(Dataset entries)
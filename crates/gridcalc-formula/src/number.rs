//! Decimal arithmetic and date serial numbers
//!
//! All formula arithmetic goes through these helpers so results stay in
//! [`Decimal`]. Overflow produces `#NUM!` rather than panicking.

use crate::error::{FormulaError, FormulaResult};
use crate::evaluator::FormulaValue;
use chrono::{Duration, NaiveDate, NaiveDateTime, NaiveTime, Timelike};
use gridcalc_core::CellError;
use rust_decimal::prelude::{MathematicalOps, ToPrimitive};
use rust_decimal::{Decimal, RoundingStrategy};

const SECONDS_PER_DAY: i64 = 86_400;

/// Largest serial number accepted when converting back to a date
const MAX_SERIAL_DAYS: i64 = 2_958_465; // 9999-12-31

/// Day zero of the serial date system
fn epoch() -> NaiveDate {
    NaiveDate::from_ymd_opt(1899, 12, 30).unwrap_or(NaiveDate::MIN)
}

/// Coerce an operand for arithmetic
///
/// Empty counts as zero, booleans as 0/1, dates as serial numbers and text
/// only when it parses as a number.
pub fn to_decimal(value: &FormulaValue) -> FormulaResult<Decimal> {
    match value {
        FormulaValue::Number(n) => Ok(*n),
        FormulaValue::Empty => Ok(Decimal::ZERO),
        FormulaValue::Boolean(b) => Ok(if *b { Decimal::ONE } else { Decimal::ZERO }),
        FormulaValue::Date(d) => Ok(date_to_serial(d)),
        FormulaValue::Text(s) => parse_decimal(s)
            .ok_or_else(|| FormulaError::TypeMismatch(format!("cannot use text \"{}\" as a number", s))),
        FormulaValue::Array(_) => Err(FormulaError::TypeMismatch(
            "cannot use a range as a single number".into(),
        )),
        FormulaValue::Error(e) => Err(FormulaError::TypeMismatch(format!(
            "cannot use error {} as a number",
            e
        ))),
    }
}

/// Parse numeric text, allowing surrounding whitespace and a leading sign
pub fn parse_decimal(s: &str) -> Option<Decimal> {
    let s = s.trim();
    if s.is_empty() {
        return None;
    }
    s.parse::<Decimal>().ok()
}

fn overflow_or(result: Option<Decimal>) -> FormulaValue {
    match result {
        Some(n) => FormulaValue::Number(n),
        None => FormulaValue::Error(CellError::Num),
    }
}

pub fn add(a: Decimal, b: Decimal) -> FormulaValue {
    overflow_or(a.checked_add(b))
}

pub fn subtract(a: Decimal, b: Decimal) -> FormulaValue {
    overflow_or(a.checked_sub(b))
}

pub fn multiply(a: Decimal, b: Decimal) -> FormulaValue {
    overflow_or(a.checked_mul(b))
}

/// Divide, failing with [`FormulaError::DivisionByZero`] on a zero divisor
pub fn divide(a: Decimal, b: Decimal) -> FormulaResult<FormulaValue> {
    if b.is_zero() {
        return Err(FormulaError::DivisionByZero);
    }
    Ok(overflow_or(a.checked_div(b)))
}

/// Raise `base` to `exponent`
///
/// Integral exponents are computed exactly. Fractional exponents of a
/// negative base have no real result and give `#NUM!`.
pub fn power(base: Decimal, exponent: Decimal) -> FormulaResult<FormulaValue> {
    if exponent.fract().is_zero() {
        if base.is_zero() && exponent.is_sign_negative() {
            return Err(FormulaError::DivisionByZero);
        }
        return Ok(match exponent.to_i64() {
            Some(exp) => overflow_or(base.checked_powi(exp)),
            None => FormulaValue::Error(CellError::Num),
        });
    }
    if base.is_sign_negative() && !base.is_zero() {
        return Ok(FormulaValue::Error(CellError::Num));
    }
    if base.is_zero() {
        return Ok(FormulaValue::Number(Decimal::ZERO));
    }
    Ok(overflow_or(base.checked_powd(exponent)))
}

/// Round half away from zero to `digits` places; negative `digits` round to
/// the left of the decimal point (`ROUND(1250, -2)` is 1300)
pub fn round(value: Decimal, digits: i64) -> Option<Decimal> {
    if digits >= 0 {
        let dp = digits.min(28) as u32;
        return Some(value.round_dp_with_strategy(dp, RoundingStrategy::MidpointAwayFromZero));
    }

    let places = digits.unsigned_abs();
    if places > 28 {
        return Some(Decimal::ZERO);
    }
    let factor = Decimal::TEN.checked_powi(places as i64)?;
    let scaled = value.checked_div(factor)?;
    scaled
        .round_dp_with_strategy(0, RoundingStrategy::MidpointAwayFromZero)
        .checked_mul(factor)
}

/// Convert a date to its serial number (days since 1899-12-30, with the
/// time of day as a fraction)
pub fn date_to_serial(date: &NaiveDateTime) -> Decimal {
    let days = (date.date() - epoch()).num_days();
    let seconds = date.num_seconds_from_midnight() as i64;
    let serial = Decimal::from(days);
    if seconds == 0 {
        return serial;
    }
    serial + Decimal::from(seconds) / Decimal::from(SECONDS_PER_DAY)
}

/// Convert a serial number back to a date, or `None` outside 0001..=9999
pub fn serial_to_date(serial: Decimal) -> Option<NaiveDateTime> {
    let days = serial.floor();
    let whole_days = days.to_i64()?;
    if whole_days.abs() > MAX_SERIAL_DAYS {
        return None;
    }
    let seconds = ((serial - days) * Decimal::from(SECONDS_PER_DAY))
        .round()
        .to_i64()?;

    let date = epoch().checked_add_signed(Duration::days(whole_days))?;
    date.and_time(NaiveTime::MIN)
        .checked_add_signed(Duration::seconds(seconds))
}

/// Coerce a value to a date: dates pass through, numbers are serial
/// numbers and text is parsed as a date string
pub fn to_date(value: &FormulaValue) -> Option<NaiveDateTime> {
    match value {
        FormulaValue::Date(d) => Some(*d),
        FormulaValue::Number(n) => serial_to_date(*n),
        FormulaValue::Text(s) => parse_date(s),
        _ => None,
    }
}

/// Parse the date formats accepted by DATEVALUE
pub fn parse_date(s: &str) -> Option<NaiveDateTime> {
    const DATE_TIME_FORMATS: &[&str] = &["%Y-%m-%d %H:%M:%S", "%Y-%m-%dT%H:%M:%S", "%Y-%m-%d %H:%M"];
    const DATE_FORMATS: &[&str] = &["%Y-%m-%d", "%Y/%m/%d", "%m/%d/%Y", "%d %B %Y", "%B %d, %Y", "%d-%b-%Y"];

    let s = s.trim();
    for fmt in DATE_TIME_FORMATS {
        if let Ok(dt) = NaiveDateTime::parse_from_str(s, fmt) {
            return Some(dt);
        }
    }
    for fmt in DATE_FORMATS {
        if let Ok(d) = NaiveDate::parse_from_str(s, fmt) {
            return Some(d.and_time(NaiveTime::MIN));
        }
    }
    None
}
//! # gridcalc
//!
//! A spreadsheet formula engine.
//!
//! gridcalc tokenizes cell formulas, evaluates them with decimal arithmetic
//! against the current cell values, and keeps a dependency graph so that
//! editing a cell recalculates exactly the formulas that read it.
//!
//! ## Features
//!
//! - Shunting-yard evaluation with spreadsheet precedence (`2^3^2` is 512)
//! - Built-in math, logical, text, date and lookup functions
//! - Custom functions registered per worksheet or engine
//! - Circular references rejected before they enter the graph
//! - Volatile functions (TODAY, NOW) refreshed by full recalculation
//!
//! ## Example
//!
//! ```rust
//! use gridcalc::prelude::*;
//!
//! let mut sheet = Worksheet::new();
//! sheet.set_value("A1", 10).unwrap();
//! sheet.set_value("B1", 20).unwrap();
//! sheet.set_formula("C1", "=A1*B1").unwrap();
//! assert_eq!(sheet.value("C1").unwrap().to_string(), "200");
//!
//! // A formula reading itself is refused
//! assert!(sheet.set_formula("D1", "=D1+1").is_err());
//! ```

pub mod calculation;
pub mod error;
pub mod prelude;
pub mod worksheet;

pub use calculation::{CalculationOptions, CalculationStats};
pub use error::{Error, Result};
pub use worksheet::{CellEntry, Worksheet};

// Re-export core types
pub use gridcalc_core::{CellAddress, CellError, CellRange, CellValue, MAX_COLS, MAX_ROWS};

// Re-export formula types
pub use gridcalc_formula::{
    evaluate, extract_dependencies, tokenize, tokens_to_string, validate, CellLookup,
    DependencyGraph, EmptyLookup, EngineConfig, ErrorKind, EvaluationContext, Formula,
    FormulaEngine, FormulaError, FormulaResult, FormulaValue, FunctionRegistry, Token,
};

> What to do:
Scan the records for lines that hold "back", and reproduce each one you find.

> Reply:
/// Largest serial number accepted when converting back to a date
/// Convert a serial number back to a date, or `None` outside 0001..=9999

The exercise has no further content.